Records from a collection
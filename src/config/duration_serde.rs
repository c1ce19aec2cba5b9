//! Serde helpers for human-readable durations in configuration.
//!
//! Accepts either a number of seconds or a `humantime` string such as `"30s"`,
//! `"2m"` or `"1h30m"`, and always serializes back to the string form.

use serde::de::{self, Visitor};
use serde::{Deserializer, Serializer};
use std::{fmt, time::Duration};

/// `#[serde(with = "duration")]` for `std::time::Duration` fields
pub mod duration {
    use super::*;

    pub fn serialize<S>(duration: &Duration, serializer: S) -> Result<S::Ok, S::Error>
    where
        S: Serializer,
    {
        let duration_str = humantime::format_duration(*duration).to_string();
        serializer.serialize_str(&duration_str)
    }

    pub fn deserialize<'de, D>(deserializer: D) -> Result<Duration, D::Error>
    where
        D: Deserializer<'de>,
    {
        struct DurationVisitor;

        impl<'de> Visitor<'de> for DurationVisitor {
            type Value = Duration;

            fn expecting(&self, formatter: &mut fmt::Formatter) -> fmt::Result {
                formatter.write_str("seconds or a duration string such as '30s' or '1h30m'")
            }

            fn visit_u64<E>(self, seconds: u64) -> Result<Self::Value, E>
            where
                E: de::Error,
            {
                Ok(Duration::from_secs(seconds))
            }

            fn visit_i64<E>(self, seconds: i64) -> Result<Self::Value, E>
            where
                E: de::Error,
            {
                u64::try_from(seconds)
                    .map(Duration::from_secs)
                    .map_err(|_| de::Error::custom(format!("negative duration: {seconds}")))
            }

            fn visit_str<E>(self, value: &str) -> Result<Self::Value, E>
            where
                E: de::Error,
            {
                humantime::parse_duration(value)
                    .map_err(|e| de::Error::custom(format!("Invalid duration '{value}': {e}")))
            }
        }

        deserializer.deserialize_any(DurationVisitor)
    }
}

#[cfg(test)]
mod tests {
    use serde::{Deserialize, Serialize};
    use std::time::Duration;

    #[derive(Debug, Serialize, Deserialize, PartialEq)]
    struct Holder {
        #[serde(with = "super::duration")]
        value: Duration,
    }

    #[test]
    fn test_parses_strings_and_numbers() {
        let from_str: Holder = toml::from_str("value = \"2m\"").unwrap();
        assert_eq!(from_str.value, Duration::from_secs(120));

        let from_num: Holder = toml::from_str("value = 45").unwrap();
        assert_eq!(from_num.value, Duration::from_secs(45));

        assert!(toml::from_str::<Holder>("value = \"soon\"").is_err());
    }

    #[test]
    fn test_serializes_human_readable() {
        let holder = Holder {
            value: Duration::from_secs(90),
        };
        let out = toml::to_string(&holder).unwrap();
        assert_eq!(out.trim(), "value = \"1m 30s\"");
    }
}
//! Process supervisor
//!
//! Owns one encoder per live stream, classifies encoder exits and decides
//! between restart and terminal stop. All per-stream state (duration
//! registry, supervised runs, backup timers) sits behind a single lock, and
//! every transition out of `live` goes through [`ProcessSupervisor::finish`],
//! which is idempotent.
//!
//! Each run gets a generation number and a cancellation token. The token stops
//! the monitor task and any pending restart; the generation lets late exit
//! events and backup timers recognise that the run they belong to is gone.

use chrono::{DateTime, Utc};
use futures::future::join_all;
use serde::Serialize;
use std::collections::HashMap;
use std::io;
use std::sync::Arc;
use std::time::Duration;
use tokio::sync::Mutex;
use tokio::task::JoinHandle;
use tokio_util::sync::CancellationToken;
use tracing::{debug, error, info, warn};
use uuid::Uuid;

use crate::config::Config;
use crate::errors::{SupervisorError, SupervisorResult};
use crate::models::{StopReason, Stream, StreamStatus, validate_duration};
use crate::repositories::StreamRepository;
use crate::services::duration_tracker::{DurationInfo, DurationTracker};
use crate::services::encoder_command::EncoderInvocation;
use crate::services::encoder_process::{EncoderExit, EncoderLauncher, EncoderProcess};
use crate::services::termination::BackupTimers;
use crate::utils::SharedClock;
use crate::utils::retry::RetryConfig;
use crate::utils::time::{to_chrono, until};

/// Tunables for supervision
#[derive(Debug, Clone)]
pub struct SupervisorSettings {
    /// Restarts allowed per run before the stream is marked errored
    pub max_retries: u32,
    pub restart_backoff: RetryConfig,
    /// Grace given to an encoder between quit and kill
    pub terminate_timeout: Duration,
    /// Backup timer fires this long after the expected end
    pub backup_grace: Duration,
    pub ending_soon_threshold: Duration,
}

impl SupervisorSettings {
    pub fn from_config(config: &Config) -> Self {
        Self {
            max_retries: config.supervisor.max_retries,
            restart_backoff: config.supervisor.restart_backoff(),
            terminate_timeout: config.encoder.terminate_timeout,
            backup_grace: config.termination.backup_grace,
            ending_soon_threshold: config.termination.ending_soon_threshold,
        }
    }
}

impl Default for SupervisorSettings {
    fn default() -> Self {
        Self::from_config(&Config::default())
    }
}

/// Snapshot of a supervised stream for status displays
#[derive(Debug, Clone, PartialEq, Eq, Serialize)]
pub struct ActiveStreamInfo {
    pub stream_id: Uuid,
    pub pid: Option<u32>,
    pub start_time: DateTime<Utc>,
    pub expected_end_time: DateTime<Utc>,
    /// Negative once overdue
    pub remaining_seconds: i64,
    pub ending_soon: bool,
    pub retry_count: u32,
    pub restart_pending: bool,
}

/// Outcome of [`ProcessSupervisor::recover_orphans`]
#[derive(Debug, Clone, Default, PartialEq, Eq)]
pub struct RecoverySummary {
    /// Encoders relaunched for their remaining time
    pub resumed: Vec<Uuid>,
    /// Streams whose duration elapsed while nothing supervised them
    pub completed: Vec<Uuid>,
}

struct SupervisedRun {
    generation: u64,
    token: CancellationToken,
    pid: Option<u32>,
    retry_count: u32,
    restart_pending: bool,
    /// Monitor or pending-restart task currently driving the run
    task: Option<JoinHandle<()>>,
}

#[derive(Default)]
struct SupervisorState {
    durations: DurationTracker,
    runs: HashMap<Uuid, SupervisedRun>,
    backup_timers: BackupTimers,
    next_generation: u64,
}

impl SupervisorState {
    fn next_generation(&mut self) -> u64 {
        self.next_generation += 1;
        self.next_generation
    }

    fn is_current(&self, stream_id: &Uuid, generation: u64) -> bool {
        self.runs
            .get(stream_id)
            .is_some_and(|run| run.generation == generation)
    }
}

/// Starts, restarts and stops encoders for streams
#[derive(Clone)]
pub struct ProcessSupervisor {
    streams: Arc<dyn StreamRepository>,
    launcher: Arc<dyn EncoderLauncher>,
    clock: SharedClock,
    settings: Arc<SupervisorSettings>,
    /// Held for the whole of every transition, across encoder launch and
    /// repository writes, so start, stop, sweep, exit handling and restart
    /// never interleave for any stream. Never lock it from inside a transition.
    state: Arc<Mutex<SupervisorState>>,
}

### Task details:
Show every line of the entries above where the word "sync" occurs.

### Your solution:
use std::sync::Arc;
use tokio::sync::Mutex;
use tokio_util::sync::CancellationToken;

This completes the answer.